PIAZZA DELLA SIGNORIA
If the Piazza del Duomo was the religious centre of Florence, the Piazza della Signoria was its political fulcrum. Here you will find the majestic Palazzo Vecchio, the administrative heart of the city, embellished at the entrance with a copy of Michelangelo's David (you can find the original at the Galleria dell'Accademia) and Baccio Bandinelli's Hercules and Cacus. On the side of the square you can find another open-air museum: the Loggia dei Lanzi, featuring statues including Perseus with the Head of Medusa and the Rape of the Sabine Women.

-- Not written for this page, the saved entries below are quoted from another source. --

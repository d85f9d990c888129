//! Per-request version state
//!
//! A [`RequestVersionContext`] is created empty with each
//! [`VersionedRequest`](crate::VersionedRequest), filled the first time the
//! resolver runs, and dropped with the request. It is never shared between
//! requests.

use crate::error::{Result, VersioningError};
use crate::strategy::ExtractedVersion;
use crate::version::ApiVersion;

/// Outcome of resolving the requested version
#[derive(Debug, Clone, PartialEq, Eq)]
pub enum ResolutionResult {
    /// The request carried no version token
    Unspecified,
    /// Every valid token agreed on one version
    Resolved(ApiVersion),
    /// Tokens named two or more distinct versions
    Ambiguous(Vec<String>),
    /// No token was a valid version (or the policy rejected an invalid one)
    Invalid(String),
}

impl ResolutionResult {
    /// Coarse state of this result
    pub fn state(&self) -> ResolutionState {
        match self {
            Self::Unspecified => ResolutionState::Unspecified,
            Self::Resolved(_) => ResolutionState::Resolved,
            Self::Ambiguous(_) => ResolutionState::Ambiguous,
            Self::Invalid(_) => ResolutionState::Invalid,
        }
    }

    /// Resolved version, if any
    pub fn version(&self) -> Option<&ApiVersion> {
        match self {
            Self::Resolved(version) => Some(version),
            _ => None,
        }
    }
}

/// Resolution state of a request
#[derive(Debug, Clone, Copy, PartialEq, Eq)]
pub enum ResolutionState {
    /// No version requested and none assumed yet
    Unspecified,
    /// A concrete version is attached
    Resolved,
    /// Conflicting versions were requested
    Ambiguous,
    /// The requested version could not be parsed
    Invalid,
}

/// Version state attached to one request
#[derive(Debug, Clone, Default)]
pub struct RequestVersionContext {
    candidates: Vec<ExtractedVersion>,
    result: Option<ResolutionResult>,
    api_version: Option<ApiVersion>,
    route_api_version: Option<String>,
}

impl RequestVersionContext {
    /// Raw tokens read from the request, in strategy priority order
    pub fn raw_candidates(&self) -> &[ExtractedVersion] {
        &self.candidates
    }

    /// Memoized resolution result; `None` until the resolver has run
    pub fn result(&self) -> Option<&ResolutionResult> {
        self.result.as_ref()
    }

    pub(crate) fn record(&mut self, candidates: Vec<ExtractedVersion>, result: ResolutionResult) {
        self.candidates = candidates;
        self.result = Some(result);
    }

    /// Current resolution state
    ///
    /// A version assumed by a route (the client sent none) reports as
    /// [`ResolutionState::Resolved`].
    pub fn state(&self) -> ResolutionState {
        match &self.result {
            Some(ResolutionResult::Ambiguous(_)) => ResolutionState::Ambiguous,
            Some(ResolutionResult::Invalid(_)) => ResolutionState::Invalid,
            _ if self.api_version.is_some() => ResolutionState::Resolved,
            _ => ResolutionState::Unspecified,
        }
    }

    /// Effective API version of the request
    pub fn api_version(&self) -> Option<&ApiVersion> {
        self.api_version.as_ref()
    }

    /// Attach the effective API version.
    ///
    /// Attaching the same version twice is a no-op. Attaching a different one
    /// marks the request ambiguous and fails.
    pub fn set_api_version(&mut self, version: ApiVersion) -> Result<()> {
        match &self.api_version {
            Some(current) if *current != version => {
                let tokens = vec![current.to_string(), version.to_string()];
                self.result = Some(ResolutionResult::Ambiguous(tokens.clone()));
                Err(VersioningError::AmbiguousVersion { tokens })
            }
            Some(_) => Ok(()),
            None => {
                self.api_version = Some(version);
                Ok(())
            }
        }
    }

    /// `apiVersion` route value of the matched route, echoed by URL generation
    pub fn route_api_version(&self) -> Option<&str> {
        self.route_api_version.as_deref()
    }

    pub(crate) fn set_route_api_version(&mut self, value: &str) {
        if self.route_api_version.is_none() {
            self.route_api_version = Some(value.to_string());
        }
    }
}

#[cfg(test)]
mod tests {
    use super::*;

    #[test]
    fn test_new_context_is_unspecified() {
        let context = RequestVersionContext::default();
        assert_eq!(context.state(), ResolutionState::Unspecified);
        assert!(context.result().is_none());
        assert!(context.api_version().is_none());
    }

    #[test]
    fn test_setting_same_version_twice_is_fine() {
        let mut context = RequestVersionContext::default();
        context.set_api_version(ApiVersion::v1()).unwrap();
        context.set_api_version(ApiVersion::new(1, 0)).unwrap();

        assert_eq!(context.state(), ResolutionState::Resolved);
        assert_eq!(context.api_version(), Some(&ApiVersion::v1()));
    }

    #[test]
    fn test_setting_different_version_is_ambiguous() {
        let mut context = RequestVersionContext::default();
        context.set_api_version(ApiVersion::v1()).unwrap();

        let err = context.set_api_version(ApiVersion::v2()).unwrap_err();
        assert_eq!(
            err,
            VersioningError::AmbiguousVersion {
                tokens: vec!["1.0".to_string(), "2.0".to_string()]
            }
        );
        assert_eq!(context.state(), ResolutionState::Ambiguous);
        // the first version stays attached
        assert_eq!(context.api_version(), Some(&ApiVersion::v1()));
    }

    #[test]
    fn test_route_api_version_keeps_first_value() {
        let mut context = RequestVersionContext::default();
        context.set_route_api_version("1");
        context.set_route_api_version("2");
        assert_eq!(context.route_api_version(), Some("1"));
    }
}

One of the most famous bridges in the world, not to mention one of the most romantic spots in Florence. It was the only bridge to have been spared by German troops in 1944, and is today sprinkled with luxury boutiques. Here you will also find the Vasari Corridor, an elevated pedestrian walkway commissioned to the architect Giorgio Vasari by Cosimo I of the Medici. The walkway leads from the Palazzo Vecchio to the Palazzo Pitti, Cosimo's family residence. The Ponte Vecchio, which is especially worth visiting at sunset, is one of the most evocative and most photographed locations in the whole of Florence.
THE UFFIZI GALLERY
One of the most significant and most visited museums in the world, the Uffizi Gallery is a must during a trip to Florence. Its rooms host the masterpieces of Leonardo, Caravaggio, Raphael, Giotto, Mantegna, Titian, Parmigianino and Botticelli, among others. Standouts among the thousands of works here include Botticelli's The Birth of Venus, Caravaggio's Medusa and Leonardo's Annunciation. The only inconvenience is the rather long queue to get in.